Maybe she had left a message in his office.
He heard footsteps in the corridor.
The Baeder supervisor, Dandridge, passed the darkroom area and never looked up. He was walking fast and carrying a thick bundle of buff personnel files under his arm.
A small crease appeared in Dolarhyde’s forehead.
Dandridge was halfway across the parking lot, heading for the Gateway building, when Dolarhyde came out of Baeder behind him.
Two delivery vans and half a dozen cars were on the lot. That Buick belonged to Fisk, Gateway’s personnel director. What were they doing?
There was no night shift at Gateway.
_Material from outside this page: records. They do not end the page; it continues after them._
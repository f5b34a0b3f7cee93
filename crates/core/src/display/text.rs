//! Styled text spans for differentiated amount rendering.
//!
//! The display text splits at the decimal separator into a bold integer
//! piece and a thinner fraction piece (separator included), mirroring how
//! price labels emphasize whole units. Missing or unformattable amounts
//! degrade to a single unstyled span.

use serde::{Deserialize, Serialize};

use super::locale::Locale;
use super::MISSING_AMOUNT_TEXT;
use crate::amount::Amount;

/// Font weight of a rendered span.
#[derive(Debug, Clone, Copy, Default, PartialEq, Eq, Serialize, Deserialize)]
#[serde(rename_all = "lowercase")]
pub enum FontWeight {
    /// Regular system weight.
    #[default]
    Regular,
    /// Bold weight, used for the integer piece.
    Bold,
    /// Thin weight, used for the fraction piece.
    Thin,
}

/// RGB text color.
#[derive(Debug, Clone, Copy, PartialEq, Eq, Serialize, Deserialize)]
pub struct TextColor {
    /// Red channel.
    pub red: u8,
    /// Green channel.
    pub green: u8,
    /// Blue channel.
    pub blue: u8,
}

impl TextColor {
    /// Black, the default label color.
    pub const BLACK: Self = Self {
        red: 0,
        green: 0,
        blue: 0,
    };
}

impl Default for TextColor {
    fn default() -> Self {
        Self::BLACK
    }
}

/// Text attributes applied to a span.
#[derive(Debug, Clone, Copy, PartialEq, Eq, Serialize, Deserialize)]
pub struct TextStyle {
    /// Point size.
    pub size: u32,
    /// Font weight.
    pub weight: FontWeight,
    /// Foreground color.
    pub color: TextColor,
}

/// A run of text with optional styling.
#[derive(Debug, Clone, PartialEq, Eq, Serialize, Deserialize)]
pub struct TextSpan {
    /// The text content.
    pub text: String,
    /// Styling, or `None` for plain text.
    pub style: Option<TextStyle>,
}

/// Rich text assembled from ordered spans.
#[derive(Debug, Clone, Default, PartialEq, Eq, Serialize, Deserialize)]
pub struct StyledText {
    /// Ordered spans.
    pub spans: Vec<TextSpan>,
}

impl StyledText {
    /// Wraps text in a single unstyled span.
    #[must_use]
    pub fn plain(text: String) -> Self {
        Self {
            spans: vec![TextSpan { text, style: None }],
        }
    }

    /// Returns the concatenated text of all spans.
    #[must_use]
    pub fn text(&self) -> String {
        self.spans.iter().map(|span| span.text.as_str()).collect()
    }
}

/// Splits at the separator only when it occurs exactly once; the second
/// piece keeps the separator.
fn split_at_single_separator(text: &str, separator: char) -> Option<(String, String)> {
    let mut occurrences = text.match_indices(separator);
    let (index, _) = occurrences.next()?;
    if occurrences.next().is_some() {
        return None;
    }
    Some((text[..index].to_string(), text[index..].to_string()))
}

impl Amount {
    /// Splits the display text into a bold integer span and a thin fraction
    /// span, both in the given color.
    ///
    /// Returns `None` when the display text does not contain exactly one
    /// decimal separator (the invalid-amount fallback has none).
    #[must_use]
    pub fn styled_text(
        &self,
        integer_size: u32,
        fraction_size: u32,
        color: TextColor,
    ) -> Option<StyledText> {
        self.styled_text_in(Locale::default(), integer_size, fraction_size, color)
    }

    /// Locale-aware variant of [`Amount::styled_text`].
    #[must_use]
    pub fn styled_text_in(
        &self,
        locale: Locale,
        integer_size: u32,
        fraction_size: u32,
        color: TextColor,
    ) -> Option<StyledText> {
        let text = self.display_in(locale);
        let (integer_piece, fraction_piece) =
            split_at_single_separator(&text, locale.decimal_separator())?;
        Some(StyledText {
            spans: vec![
                TextSpan {
                    text: integer_piece,
                    style: Some(TextStyle {
                        size: integer_size,
                        weight: FontWeight::Bold,
                        color,
                    }),
                },
                TextSpan {
                    text: fraction_piece,
                    style: Some(TextStyle {
                        size: fraction_size,
                        weight: FontWeight::Thin,
                        color,
                    }),
                },
            ],
        })
    }

    /// Single-size convenience: the fraction span renders one point smaller
    /// than the integer span.
    #[must_use]
    pub fn styled_text_uniform(&self, size: u32, color: TextColor) -> Option<StyledText> {
        self.styled_text(size, size.saturating_sub(1), color)
    }
}

/// Formats an optional amount, or the missing-information text.
#[must_use]
pub fn describe(amount: Option<&Amount>) -> String {
    describe_in(amount, Locale::default())
}

/// Locale-aware variant of [`describe`].
#[must_use]
pub fn describe_in(amount: Option<&Amount>, locale: Locale) -> String {
    match amount {
        Some(amount) => amount.display_in(locale),
        None => MISSING_AMOUNT_TEXT.to_string(),
    }
}

/// Styled rendering of an optional amount.
///
/// A missing amount yields a single unstyled span of the missing-information
/// text; a present amount whose display text cannot be split degrades to a
/// single unstyled span of that text.
#[must_use]
pub fn styled(
    amount: Option<&Amount>,
    integer_size: u32,
    fraction_size: u32,
    color: TextColor,
) -> StyledText {
    styled_in(amount, Locale::default(), integer_size, fraction_size, color)
}

/// Locale-aware variant of [`styled`].
#[must_use]
pub fn styled_in(
    amount: Option<&Amount>,
    locale: Locale,
    integer_size: u32,
    fraction_size: u32,
    color: TextColor,
) -> StyledText {
    match amount {
        Some(amount) => amount
            .styled_text_in(locale, integer_size, fraction_size, color)
            .unwrap_or_else(|| StyledText::plain(amount.display_in(locale))),
        None => StyledText::plain(MISSING_AMOUNT_TEXT.to_string()),
    }
}

/// Single-size variant of [`styled`]; see [`Amount::styled_text_uniform`].
#[must_use]
pub fn styled_uniform(amount: Option<&Amount>, size: u32, color: TextColor) -> StyledText {
    styled(amount, size, size.saturating_sub(1), color)
}
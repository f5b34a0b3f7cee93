//! Locale-aware rendering of amounts.
//!
//! This module implements the display pipeline:
//! - Locale presets for separators
//! - Pure currency-text formatting (grouping, truncation, symbol)
//! - Styled text spans for differentiated integer/fraction rendering
//! - Fallback text for invalid and missing amounts
//!
//! CRITICAL: formatting is a pure function of (value, currency, locale).
//! There is no shared formatter state, so concurrent rendering needs no
//! synchronization.

pub mod formatter;
pub mod locale;
pub mod text;

pub use formatter::{format_amount, FormatError};
pub use locale::Locale;
pub use text::{
    describe, describe_in, styled, styled_in, styled_uniform, FontWeight, StyledText, TextColor,
    TextSpan, TextStyle,
};

/// Fallback text for magnitudes that cannot be formatted.
pub const INVALID_AMOUNT_TEXT: &str = "Importo non valido";

/// Fallback text for missing amounts.
pub const MISSING_AMOUNT_TEXT: &str = "Informazione non disponibile";
//! The `Amount` value type: rounding, arithmetic, serialization.
//!
//! CRITICAL: Never use floating-point for money calculations.
//! `Amount` wraps `rust_decimal::Decimal` and rounds every constructed or
//! computed magnitude to two decimal places (half away from zero), so all
//! arithmetic happens on exact decimals.

use std::cmp::Ordering;
use std::fmt;
use std::ops::{Add, AddAssign, Div, Mul, Sub};

use rust_decimal::prelude::{FromPrimitive, ToPrimitive};
use rust_decimal::{Decimal, RoundingStrategy};
use serde::de::{self, Deserialize, Deserializer};
use serde::ser::{self, Serialize, Serializer};

use crate::currency::CurrencyCode;
use crate::display::{format_amount, Locale, INVALID_AMOUNT_TEXT};
use crate::error::AmountError;

/// A monetary amount: a rounded decimal magnitude tagged with a currency.
///
/// Amounts are immutable `Copy` values; every operation yields a new amount
/// rounded to two decimal places. Arithmetic and ordering are defined only
/// between amounts of the same currency; mixing currencies is a programming
/// error and panics. Equality never panics: amounts in different currencies
/// are simply unequal.
#[derive(Debug, Clone, Copy, PartialEq, Eq)]
pub struct Amount {
    /// Magnitude, held at two decimal places whenever representable.
    magnitude: Decimal,
    /// Denomination of the magnitude.
    currency: CurrencyCode,
}

impl Amount {
    /// Creates an amount, rounding the value half away from zero to two
    /// decimal places.
    ///
    /// Magnitudes too large to carry two fraction digits keep a smaller
    /// scale; they stay exact for arithmetic but cannot be formatted.
    #[must_use]
    pub fn new(value: Decimal, currency: CurrencyCode) -> Self {
        let mut magnitude =
            value.round_dp_with_strategy(2, RoundingStrategy::MidpointAwayFromZero);
        magnitude.rescale(2);
        Self {
            magnitude,
            currency,
        }
    }

    /// Creates an amount from whole currency units.
    #[must_use]
    pub fn from_int(units: i64, currency: CurrencyCode) -> Self {
        Self::new(Decimal::from(units), currency)
    }

    /// Creates an amount from minor units (cents).
    #[must_use]
    pub fn from_minor_units(minor: i64, currency: CurrencyCode) -> Self {
        Self::new(Decimal::new(minor, 2), currency)
    }

    /// Creates an amount from a float, going through the float's decimal
    /// string representation rather than its binary expansion.
    ///
    /// # Errors
    ///
    /// Fails when the value is NaN, infinite, or outside the decimal range.
    pub fn from_f64(value: f64, currency: CurrencyCode) -> Result<Self, AmountError> {
        if !value.is_finite() {
            return Err(AmountError::NotFinite(value));
        }
        let parsed = Decimal::from_f64(value).ok_or(AmountError::OutOfRange(value))?;
        Ok(Self::new(parsed, currency))
    }

    /// Creates a zero amount in the specified currency.
    #[must_use]
    pub fn zero(currency: CurrencyCode) -> Self {
        Self::new(Decimal::ZERO, currency)
    }

    /// Returns the rounded magnitude.
    #[must_use]
    pub const fn magnitude(&self) -> Decimal {
        self.magnitude
    }

    /// Returns the currency.
    #[must_use]
    pub const fn currency(&self) -> CurrencyCode {
        self.currency
    }

    /// Returns the absolute value in the same currency.
    #[must_use]
    pub fn abs(&self) -> Self {
        Self {
            magnitude: self.magnitude.abs(),
            currency: self.currency,
        }
    }

    /// Returns true if the magnitude is zero.
    #[must_use]
    pub fn is_zero(&self) -> bool {
        self.magnitude.is_zero()
    }

    /// Returns true if the magnitude is negative.
    #[must_use]
    pub fn is_negative(&self) -> bool {
        self.magnitude.is_sign_negative() && !self.magnitude.is_zero()
    }

    /// Formats the amount in the given locale.
    ///
    /// Unformattable magnitudes render as the invalid-amount fallback text.
    #[must_use]
    pub fn display_in(&self, locale: Locale) -> String {
        match format_amount(self.magnitude, self.currency, locale) {
            Ok(text) => text,
            Err(_) => INVALID_AMOUNT_TEXT.to_string(),
        }
    }

    fn assert_same_currency(&self, other: &Self, op: &str) {
        assert_eq!(
            self.currency, other.currency,
            "currency mismatch in {op}: {} vs {}",
            self.currency, other.currency
        );
    }
}

/// Formats with the default locale; see [`Amount::display_in`].
impl fmt::Display for Amount {
    fn fmt(&self, f: &mut fmt::Formatter<'_>) -> fmt::Result {
        f.write_str(&self.display_in(Locale::default()))
    }
}

/// Magnitude ordering within one currency.
impl PartialOrd for Amount {
    /// Compares magnitudes.
    ///
    /// # Panics
    ///
    /// Panics when the currencies differ; ordering across currencies is
    /// undefined.
    fn partial_cmp(&self, other: &Self) -> Option<Ordering> {
        self.assert_same_currency(other, "compare");
        self.magnitude.partial_cmp(&other.magnitude)
    }
}

impl Add for Amount {
    type Output = Self;

    /// Sums two amounts of the same currency.
    ///
    /// # Panics
    ///
    /// Panics when the currencies differ.
    fn add(self, rhs: Self) -> Self {
        self.assert_same_currency(&rhs, "add");
        Self::new(self.magnitude + rhs.magnitude, self.currency)
    }
}

impl Sub for Amount {
    type Output = Self;

    /// Subtracts an amount of the same currency.
    ///
    /// # Panics
    ///
    /// Panics when the currencies differ.
    fn sub(self, rhs: Self) -> Self {
        self.assert_same_currency(&rhs, "subtract");
        Self::new(self.magnitude - rhs.magnitude, self.currency)
    }
}

impl Mul for Amount {
    type Output = Self;

    /// Multiplies two amounts of the same currency, re-rounding the product.
    ///
    /// # Panics
    ///
    /// Panics when the currencies differ.
    fn mul(self, rhs: Self) -> Self {
        self.assert_same_currency(&rhs, "multiply");
        Self::new(self.magnitude * rhs.magnitude, self.currency)
    }
}

impl Div for Amount {
    type Output = Self;

    /// Divides by an amount of the same currency, re-rounding the quotient.
    ///
    /// # Panics
    ///
    /// Panics when the currencies differ or the divisor is zero.
    fn div(self, rhs: Self) -> Self {
        self.assert_same_currency(&rhs, "divide");
        Self::new(self.magnitude / rhs.magnitude, self.currency)
    }
}

impl AddAssign for Amount {
    /// Adds an amount of the same currency in place.
    ///
    /// # Panics
    ///
    /// Panics when the currencies differ.
    fn add_assign(&mut self, rhs: Self) {
        *self = *self + rhs;
    }
}

/// Serializes the magnitude only, as a bare number.
///
/// The currency is intentionally not persisted; decoding reattaches the
/// default currency.
impl Serialize for Amount {
    fn serialize<S>(&self, serializer: S) -> Result<S::Ok, S::Error>
    where
        S: Serializer,
    {
        match self.magnitude.to_f64() {
            Some(value) => serializer.serialize_f64(value),
            None => Err(ser::Error::custom("Amount magnitude exceeds double range")),
        }
    }
}

/// Decodes a bare number through the float path with the default currency.
impl<'de> Deserialize<'de> for Amount {
    fn deserialize<D>(deserializer: D) -> Result<Self, D::Error>
    where
        D: Deserializer<'de>,
    {
        let value = f64::deserialize(deserializer)?;
        Self::from_f64(value, CurrencyCode::default()).map_err(de::Error::custom)
    }
}
//! Pure currency-text formatting.
//!
//! CRITICAL: Display rounding truncates toward zero and is separate from
//! the half-away-from-zero rounding applied when amounts are constructed.
//! Formatting never mutates shared state.

use rust_decimal::{Decimal, RoundingStrategy};
use thiserror::Error;

use super::locale::Locale;
use crate::currency::CurrencyCode;

/// Errors raised while rendering a magnitude as display text.
#[derive(Debug, Error)]
pub enum FormatError {
    /// The magnitude is too large to carry two fraction digits.
    #[error("Magnitude cannot be scaled to two decimals: {0}")]
    ScaleOverflow(Decimal),

    /// The decimal text did not decompose into integer and fraction parts.
    #[error("Malformed decimal representation: {0}")]
    Malformed(String),
}

/// Formats a magnitude as locale-aware currency text.
///
/// The result always carries exactly two fraction digits and groups integer
/// digits in threes; the currency symbol is suffixed after a space, and a
/// leading minus sign appears only for strictly negative values
/// (the "0.00 ¤" / "-0.00 ¤" templates).
pub fn format_amount(
    value: Decimal,
    currency: CurrencyCode,
    locale: Locale,
) -> Result<String, FormatError> {
    let mut truncated = value.round_dp_with_strategy(2, RoundingStrategy::ToZero);
    truncated.rescale(2);
    if truncated.scale() != 2 {
        return Err(FormatError::ScaleOverflow(value));
    }

    let negative = truncated.is_sign_negative() && !truncated.is_zero();
    let digits = truncated.abs().to_string();
    let (integer_digits, fraction_digits) = digits
        .split_once('.')
        .ok_or_else(|| FormatError::Malformed(digits.clone()))?;

    let mut grouped = String::with_capacity(integer_digits.len() + integer_digits.len() / 3);
    let count = integer_digits.len();
    for (i, digit) in integer_digits.chars().enumerate() {
        if i > 0 && (count - i) % 3 == 0 {
            grouped.push(locale.grouping_separator());
        }
        grouped.push(digit);
    }

    let sign = if negative { "-" } else { "" };
    let separator = locale.decimal_separator();
    let symbol = currency.symbol();
    Ok(format!("{sign}{grouped}{separator}{fraction_digits} {symbol}"))
}
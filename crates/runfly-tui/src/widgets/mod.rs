//! Small shared rendering helpers used across screens.

pub mod comm_badge;
pub mod fmt;
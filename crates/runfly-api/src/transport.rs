// Shared transport configuration for building reqwest::Client instances.
//
// The tracking server sits behind TLS in hosted installs and behind
// self-signed certificates on-prem, so certificate handling and the
// bearer token both live here rather than in each endpoint module.

use std::time::Duration;

use reqwest::header::{HeaderMap, HeaderValue, AUTHORIZATION};
use secrecy::{ExposeSecret, SecretString};

use crate::error::Error;

/// Shared transport configuration for building HTTP clients.
#[derive(Debug, Clone)]
pub struct TransportConfig {
    /// Bearer token sent on every request; `None` for anonymous access
    /// (only useful against a local development server).
    pub token: Option<SecretString>,
    pub timeout: Duration,
    /// Accept self-signed certificates (on-prem installs).
    pub danger_accept_invalid_certs: bool,
}

impl Default for TransportConfig {
    fn default() -> Self {
        Self {
            token: None,
            timeout: Duration::from_secs(30),
            danger_accept_invalid_certs: false,
        }
    }
}

impl TransportConfig {
    /// Build a `reqwest::Client` from this config.
    ///
    /// The token (when present) is installed as a default `Authorization`
    /// header and marked sensitive so it never shows up in logs.
    pub fn build_client(&self) -> Result<reqwest::Client, Error> {
        let mut headers = HeaderMap::new();
        if let Some(token) = &self.token {
            let mut value = HeaderValue::from_str(&format!("Bearer {}", token.expose_secret()))
                .map_err(|_| Error::Authentication {
                    message: "API token contains characters not valid in a header".into(),
                })?;
            value.set_sensitive(true);
            headers.insert(AUTHORIZATION, value);
        }

        let mut builder = reqwest::Client::builder()
            .timeout(self.timeout)
            .user_agent(concat!("runfly/", env!("CARGO_PKG_VERSION")))
            .default_headers(headers);

        if self.danger_accept_invalid_certs {
            builder = builder.danger_accept_invalid_certs(true);
        }

        builder
            .build()
            .map_err(|e| Error::Tls(format!("failed to build HTTP client: {e}")))
    }
}

#[cfg(test)]
#[allow(clippy::unwrap_used)]
mod tests {
    use super::*;

    #[test]
    fn default_config_builds() {
        assert!(TransportConfig::default().build_client().is_ok());
    }

    #[test]
    fn token_with_control_characters_is_rejected() {
        let config = TransportConfig {
            token: Some(SecretString::from("bad\ntoken".to_owned())),
            ..TransportConfig::default()
        };
        assert!(matches!(
            config.build_client(),
            Err(Error::Authentication { .. })
        ));
    }
}
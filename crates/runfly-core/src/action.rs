//! Domain actions — the sole mechanism for state mutation.
//!
//! Workflows dispatch these into the [`Store`](crate::store::Store);
//! reducers fold them into the next state snapshot. Constructing an
//! action is pure: identical inputs give identical values, no I/O.

use crate::model::{
    Collaborator, DeployStatusInfo, Project, ProjectId, RunId, RunRecord, User, UserAccess, UserId,
};
use crate::store::Phase;

/// Every state transition in the domain layer is expressed as an Action.
#[derive(Debug, Clone, PartialEq)]
pub enum Action {
    // ── Collaboration lifecycles ──────────────────────────────────
    /// Sending a project invitation (one global lifecycle).
    Invitation(Phase),
    /// Transferring project ownership (one global lifecycle).
    OwnerChange(Phase),
    /// Changing one collaborator's access, keyed by user.
    AccessChange { user_id: UserId, phase: Phase },
    /// Revoking one collaborator's access, keyed by user.
    AccessRemoval { user_id: UserId, phase: Phase },
    /// Loading a project's roster (owner + collaborators), keyed by project.
    CollaboratorLoad { project_id: ProjectId, phase: Phase },

    // ── Project-graph merges (secondary actions after success) ────
    /// Insert or replace a collaborator at the given access level.
    CollaboratorUpserted {
        project_id: ProjectId,
        user: User,
        access: UserAccess,
    },
    /// Remove a collaborator from the roster.
    CollaboratorRemoved {
        project_id: ProjectId,
        user_id: UserId,
    },
    /// Replace a project's owner and roster wholesale.
    TeamLoaded {
        project_id: ProjectId,
        owner: User,
        collaborators: Vec<Collaborator>,
    },
    /// Transfer ownership to the member with this email — demotion of
    /// the old owner and promotion of the new land in one transition.
    OwnerChanged { project_id: ProjectId, email: String },

    // ── Project / run loading ─────────────────────────────────────
    ProjectsLoad(Phase),
    ProjectsLoaded(Vec<Project>),
    ProjectSelected(ProjectId),
    RunsLoad { project_id: ProjectId, phase: Phase },
    RunsLoaded {
        project_id: ProjectId,
        runs: Vec<RunRecord>,
    },

    // ── Deployment ────────────────────────────────────────────────
    /// Latest server-reported status for a run. Dispatched by the
    /// deploy workflow on every poll; never by UI directly.
    DeployStatusChanged {
        run_id: RunId,
        info: DeployStatusInfo,
    },
    /// Shutting a deployment down, keyed by run.
    Shutdown { run_id: RunId, phase: Phase },
    /// The deploy panel opened for this run.
    DeployPanelOpened(RunId),
    /// The deploy panel closed; client-side observation stops.
    DeployPanelClosed(RunId),
}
Much of the building was dark. Dolarhyde could see by the red exit signs in the corridor as he went toward his office. The lights were on behind the frosted glass door of the personnel department. Dolarhyde heard voices in there, Dandridge’s for one, and Fisk’s.
A woman’s footsteps coming. Fisk’s secretary turned the corner into the corridor ahead of Dolarhyde. She had a scarf tied over her curlers and she carried ledgers from Accounting. She was in a hurry. The ledgers were heavy, a big armload. She pecked on Fisk’s office door with her toe.
Will Graham opened it for her.
Dolarhyde froze in the dark hall. His gun was in his van.
The office door closed again.
Dolarhyde moved fast, his running shoes quiet on the smooth floor. He put his face close to the glass of the exit door and scanned the parking lot. Movement now under the floodlights. A man moving. He was beside one of the delivery vans and he had a flashlight. Flicking something. He was dusting the outside mirror for fingerprints.
Behind Dolarhyde, somewhere in the corridors, a man was walking. Get away from the door. He ducked around the corner and down the stairs to the basement and the furnace room on the opposite side of the building.
By standing on a workbench he could reach the high windows that opened at ground level behind the shrubbery. He rolled over the sill and came up on his hands and knees in the bushes, ready to run or fight.
Nothing moved on this side of the building. He stood up, put a hand in his pocket and strolled across the street. Running when the sidewalk was dark, walking as cars went by, he made a long loop around Gateway and Baeder Chemical.
His van stood at the curb behind Baeder. There was no place to hide close to it. All right. He sprinted across the street and leaped in, clawing at his valise.